Exercise instructions: Below are the records; how many of their lines contain "ResumeDocument"? Reply only with that figure.

Stored items:
//! Document pipeline: validation, runtime compilation, layout and PDF output.

pub mod ast;
pub mod capabilities;
pub mod compiler;
pub mod eval;
pub mod export;
pub mod font_metrics;
pub mod handlers;
pub mod layout;
pub mod lexer;
pub mod parser;
pub mod render;
pub mod style;
pub mod templates;
pub mod tree;
pub mod validator;
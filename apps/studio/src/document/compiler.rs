//! Runtime compilation of document sources.
//!
//! Two stages: [`parser::parse_program`] transpiles the fragment into an
//! expression tree, then the tree is wrapped in a module function whose
//! parameters are the capability names and evaluated with the host
//! capabilities as arguments.

use std::rc::Rc;
use std::sync::atomic::{AtomicU64, Ordering};

use thiserror::Error;
use tracing::debug;

use crate::document::ast::{Expr, FunctionBody, FunctionDef, Pattern, PatternWithDefault, Stmt};
use crate::document::capabilities::{capability_values, CAPABILITY_NAMES};
use crate::document::eval::{EvalError, Interpreter, Object, Value};
use crate::document::parser;

/// Name the fragment must define.
pub const ROOT_SYMBOL: &str = "ResumeDocument";

static NEXT_DOCUMENT_ID: AtomicU64 = AtomicU64::new(1);

#[derive(Debug, Clone, PartialEq, Error)]
pub enum CompileError {
    #[error("syntax error at line {line}, column {col}: {message}")]
    Syntax { line: u32, col: u32, message: String },

    #[error("no `{0}` definition found in document source")]
    MissingRoot(String),

    #[error(transparent)]
    Evaluation(#[from] EvalError),
}

/// Invocable result of compiling one source. Not `Send`: it is built, used
/// and dropped on the same thread.
pub struct CompiledDocument {
    id: u64,
    root: Value,
    interpreter: Interpreter,
}

impl std::fmt::Debug for CompiledDocument {
    fn fmt(&self, f: &mut std::fmt::Formatter<'_>) -> std::fmt::Result {
        f.debug_struct("CompiledDocument")
            .field("id", &self.id)
            .finish_non_exhaustive()
    }
}

impl CompiledDocument {
    /// Unique per compilation, never reused within the process.
    pub fn id(&self) -> u64 {
        self.id
    }

    /// Renders the root component with no props.
    pub fn invoke(&self) -> Result<Value, EvalError> {
        match &self.root {
            Value::Function(_) => {
                self.interpreter
                    .create_element(self.root.clone(), Object::new(), Vec::new())
            }
            Value::Element(_) => Ok(self.root.clone()),
            other => Err(EvalError::Type(format!(
                "{ROOT_SYMBOL} must be a component, got {}",
                other.type_of()
            ))),
        }
    }
}

pub fn compile(source: &str) -> Result<CompiledDocument, CompileError> {
    let program = parser::parse_program(source)?;
    let mut body = strip_module_syntax(program.body);
    if !declares_root(&body) {
        return Err(CompileError::MissingRoot(ROOT_SYMBOL.to_string()));
    }
    body.push(Stmt::Return(Some(Expr::Ident(ROOT_SYMBOL.to_string()))));

    let module = FunctionDef {
        name: Some("module".to_string()),
        params: CAPABILITY_NAMES
            .iter()
            .map(|name| PatternWithDefault {
                pattern: Pattern::Ident((*name).to_string()),
                default: None,
            })
            .collect(),
        body: FunctionBody::Block(body),
    };

    let interpreter = Interpreter::default();
    let module = interpreter.instantiate(Rc::new(module));
    let root = interpreter.call(&module, capability_values())?;

    let id = NEXT_DOCUMENT_ID.fetch_add(1, Ordering::Relaxed);
    debug!(document_id = id, "Compiled document source");
    Ok(CompiledDocument {
        id,
        root,
        interpreter,
    })
}

/// Drops imports and `export default X`, and unwraps exported declarations.
fn strip_module_syntax(body: Vec<Stmt>) -> Vec<Stmt> {
    body.into_iter()
        .filter_map(|stmt| match stmt {
            Stmt::Import { .. } | Stmt::ExportDefault(_) => None,
            Stmt::Export(inner) => Some(*inner),
            other => Some(other),
        })
        .collect()
}

fn declares_root(body: &[Stmt]) -> bool {
    body.iter().any(|stmt| match stmt {
        Stmt::FunctionDecl { name, .. } => name == ROOT_SYMBOL,
        Stmt::VarDecl { decls, .. } => decls
            .iter()
            .any(|(pattern, _)| matches!(pattern, Pattern::Ident(name) if name == ROOT_SYMBOL)),
        _ => false,
    })
}

#[cfg(test)]
mod tests {
    use super::*;
    use crate::document::eval::ElementKind;
    use crate::document::capabilities::Primitive;
    use crate::document::templates::{DEFAULT_TEMPLATE, RESUME_TEMPLATE};

    fn root_kind(source: &str) -> ElementKind {
        let doc = compile(source).unwrap();
        match doc.invoke().unwrap() {
            Value::Element(el) => el.kind,
            other => panic!("expected element, got {other:?}"),
        }
    }

    #[test]
    fn test_builtin_templates_compile_to_document() {
        assert_eq!(
            root_kind(DEFAULT_TEMPLATE),
            ElementKind::Primitive(Primitive::Document)
        );
        assert_eq!(
            root_kind(RESUME_TEMPLATE),
            ElementKind::Primitive(Primitive::Document)
        );
    }

    #[test]
    fn test_missing_root_symbol() {
        let err = compile(
            "import React from 'react';\nconst Resume = () => <Document></Document>;\nexport default Resume;",
        )
        .unwrap_err();
        assert_eq!(err, CompileError::MissingRoot(ROOT_SYMBOL.to_string()));
    }

    #[test]
    fn test_root_picked_among_several_definitions() {
        let source = "const Header = () => <Text>Hi</Text>;\n\
                      function ResumeDocument() { return <Document><Page><Header /></Page></Document>; }\n\
                      const Footer = () => null;";
        assert_eq!(root_kind(source), ElementKind::Primitive(Primitive::Document));
    }

    #[test]
    fn test_exported_function_declaration_is_root() {
        let source = "export default function ResumeDocument() { return <Document></Document>; }";
        assert_eq!(root_kind(source), ElementKind::Primitive(Primitive::Document));
    }

    #[test]
    fn test_syntax_error_is_reported_with_position() {
        let err = compile("const ResumeDocument = () => (\n  <Document>\n    <Page\n").unwrap_err();
        assert!(matches!(err, CompileError::Syntax { .. }));
    }

    #[test]
    fn test_unknown_host_name_fails_at_invoke() {
        let doc = compile("const ResumeDocument = () => <Document><Image /></Document>;").unwrap();
        let err = doc.invoke().unwrap_err();
        assert_eq!(err, EvalError::Undefined("Image".to_string()));
    }

    #[test]
    fn test_module_level_failure_is_evaluation_error() {
        let err = compile("const x = fetch('http://x');\nconst ResumeDocument = () => null;")
            .unwrap_err();
        assert_eq!(
            err,
            CompileError::Evaluation(EvalError::Undefined("fetch".to_string()))
        );
    }

    #[test]
    fn test_each_compilation_gets_fresh_identity() {
        let a = compile(DEFAULT_TEMPLATE).unwrap();
        let b = compile(DEFAULT_TEMPLATE).unwrap();
        assert_ne!(a.id(), b.id());
    }
}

Solution to this problem: 6